FIGURE 2–10 Blood supply to the urinary bladder is plentiful and emanates from several sources. Venous return may consist of a number of variable plexuses, which ultimately drain into the internal iliac vein. Extensive bleeding may be encountered as the result of disruption of these numerous venous channels during dissection of the perivesical space and paravaginal tissues. This figure shows the vasculature within the cardinal ligament after the round and broad ligaments have been removed. Note that the superior and inferior vesical arteries come off the anterior division of the hypogastric artery, as well as the lateral umbilical and uterine arteries, respectively. An anomalous obturator vein is shown. Venous drainage even for large vessels, including major internal iliac tributaries, may be anomalous. As shown in this drawing, two large internal iliac veins join with a single external iliac vein to form a short right common iliac vein.
FIGURE 2–11 The pubourethral (puboprostatic) ligaments extend from the proximal urethra to the posteroinferior and anteroinferior surfaces of the symphysis pubis. Note that the pubourethral ligament is a direct continuum of the arcus tendineus.
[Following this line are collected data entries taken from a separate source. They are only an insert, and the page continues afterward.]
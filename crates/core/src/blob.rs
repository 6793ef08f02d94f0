//! Opaque blob references and the local-directory blob store.
//!
//! A [`BlobRef`] is a `/`-separated path relative to the store root. It is
//! what gets persisted; the public URL is derived on demand.

use std::fmt;
use std::path::{Path, PathBuf};

use serde::{Deserialize, Serialize};
use tokio::fs;

use crate::error::CoreError;

/// URL prefix under which blobs are served.
pub const MEDIA_URL_PREFIX: &str = "/media";

/// Maximum length of a sanitized filename component.
const MAX_FILENAME_LEN: usize = 128;

#[derive(Debug, Clone, PartialEq, Eq, Hash, Serialize, Deserialize)]
#[serde(transparent)]
pub struct BlobRef(String);

impl BlobRef {
    /// Wrap an already-stored relative path.
    pub fn new(path: impl Into<String>) -> Self {
        Self(path.into())
    }

    pub fn as_str(&self) -> &str {
        &self.0
    }

    /// Final path component.
    pub fn file_name(&self) -> &str {
        self.0.rsplit('/').next().unwrap_or(&self.0)
    }
}

impl fmt::Display for BlobRef {
    fn fmt(&self, f: &mut fmt::Formatter<'_>) -> fmt::Result {
        f.write_str(&self.0)
    }
}

/// Stores blobs as files under a root directory.
#[derive(Debug, Clone)]
pub struct LocalBlobStore {
    root: PathBuf,
    public_base_url: String,
}

impl LocalBlobStore {
    pub fn new(root: impl Into<PathBuf>, public_base_url: impl Into<String>) -> Self {
        Self {
            root: root.into(),
            public_base_url: public_base_url.into().trim_end_matches('/').to_string(),
        }
    }

    pub fn root(&self) -> &Path {
        &self.root
    }

    /// Write `bytes` to `<prefix>/<filename>` and return its reference.
    pub async fn put(&self, prefix: &str, filename: &str, bytes: &[u8]) -> Result<BlobRef, CoreError> {
        let (blob, path) = self.prepare(prefix, filename).await?;
        fs::write(&path, bytes)
            .await
            .map_err(|e| CoreError::Internal(format!("Failed to write {}: {e}", path.display())))?;
        Ok(blob)
    }

    /// Copy an existing file into the store without buffering it in memory.
    pub async fn put_file(&self, prefix: &str, source: &Path) -> Result<BlobRef, CoreError> {
        let filename = source
            .file_name()
            .and_then(|n| n.to_str())
            .unwrap_or("output");
        let (blob, path) = self.prepare(prefix, filename).await?;
        fs::copy(source, &path).await.map_err(|e| {
            CoreError::Internal(format!(
                "Failed to copy {} to {}: {e}",
                source.display(),
                path.display()
            ))
        })?;
        Ok(blob)
    }

    /// Remove a stored blob. A blob that is already gone is not an error.
    pub async fn delete(&self, blob: &BlobRef) -> Result<(), CoreError> {
        match fs::remove_file(self.path(blob)).await {
            Ok(()) => Ok(()),
            Err(e) if e.kind() == std::io::ErrorKind::NotFound => Ok(()),
            Err(e) => Err(CoreError::Internal(format!("Failed to delete {}: {e}", blob.0))),
        }
    }

    /// Resolve `<prefix>/<filename>` and create its parent directory.
    async fn prepare(&self, prefix: &str, filename: &str) -> Result<(BlobRef, PathBuf), CoreError> {
        let relative = format!("{}/{}", prefix.trim_matches('/'), sanitize_filename(filename));
        let path = self.root.join(&relative);
        if let Some(parent) = path.parent() {
            fs::create_dir_all(parent)
                .await
                .map_err(|e| CoreError::Internal(format!("Failed to create {}: {e}", parent.display())))?;
        }
        Ok((BlobRef(relative), path))
    }

    /// Filesystem location of a stored blob.
    pub fn path(&self, blob: &BlobRef) -> PathBuf {
        self.root.join(&blob.0)
    }

    /// Public retrieval URL of a stored blob.
    pub fn url(&self, blob: &BlobRef) -> String {
        format!("{}{MEDIA_URL_PREFIX}/{}", self.public_base_url, blob.0)
    }
}

/// Reduce a client-supplied filename to a safe single path component.
pub fn sanitize_filename(name: &str) -> String {
    let base = name.rsplit(['/', '\\']).next().unwrap_or("");
    let cleaned: String = base
        .chars()
        .map(|c| {
            if c.is_ascii_alphanumeric() || matches!(c, '.' | '-' | '_') {
                c
            } else {
                '_'
            }
        })
        .take(MAX_FILENAME_LEN)
        .collect();
    let cleaned = cleaned.trim_start_matches('.');
    if cleaned.is_empty() {
        "blob".to_string()
    } else {
        cleaned.to_string()
    }
}
use analytics_core::types::SubmissionId;

/// Failures raised by a [`Store`](crate::Store) implementation.
#[derive(Debug, thiserror::Error)]
pub enum StoreError {
    #[error("Database error: {0}")]
    Database(#[from] sqlx::Error),

    #[error("Serialization error: {0}")]
    Serialization(#[from] serde_json::Error),

    #[error("I/O error: {0}")]
    Io(#[from] std::io::Error),

    #[error("Entity not found: {entity} with id {id}")]
    NotFound { entity: &'static str, id: String },

    /// A result for this (submission, step) pair was already recorded.
    #[error("Result already recorded for submission {submission_id} step {step}")]
    DuplicateResult {
        submission_id: SubmissionId,
        step: u32,
    },

    /// Stored data does not satisfy a domain invariant.
    #[error("Invalid stored data: {0}")]
    Corrupt(String),
}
FIGURE 2–12 The bladder dome has been cut away, allowing viewers to peer into the depths of the bladder. The trigone is visible. The uterine corpus has also been removed, as in the case of the supracervical hysterectomy. The sigmoid colon and rectum are intact. Note the relationships of the bladder pillars to the cervix, vagina, and ureters.
FIGURE 2–13 The central portion of the urinary bladder is retracted following incision of the vesicouterine peritoneal fold separation of the bladder from the cervix and vagina. Peripherally, the bladder remains attached to the cervix and vagina by the bladder pillars. Relationships of the vesical, uterine, and obturator vessels are seen here. The dotted line indicates where the vesicocervical ligament will be transsected.
Note that the ureter passes deep to the vesicocervical ligament (the anterior bladder pillar).
FIGURE 2–14 The uterine vessels have been divided. The anterior bladder pillar (vesicocervical ligament) has been doubly clamped with tonsil clamps and has been divided. This fully exposes the ureter at the ureterovesical junction.
FIGURE 2–15 The vesicovaginal ligament has been clamped and cut, which permits mobilization of the bladder and ureters. The upper vagina and the bladder base are held in place by the deep parametrium (deep cardinal ligaments) only.
FIGURE 2–16 The upper vagina has been exposed and a portion of the anterior wall excised. The bladder dome has also been excised. The right cardinal ligament and a portion of the deep parametrium on the right have also been severed. Note that the deep parametrial attachment to the bladder base remains intact. This drawing illustrates the fibrofatty composition of these endopelvic “ligaments.”
FIGURE 2–17 The anterior portion of the bladder has been cut away to reveal the trigone and the full posterior wall, as well as the posterior wall of the urethra. The trigone and the intravesical course of the ureter can be seen (dotted lines).
The upper right figure shows the bladder wall contracting and the intravesical ureter closing off. This picture is a frontal view.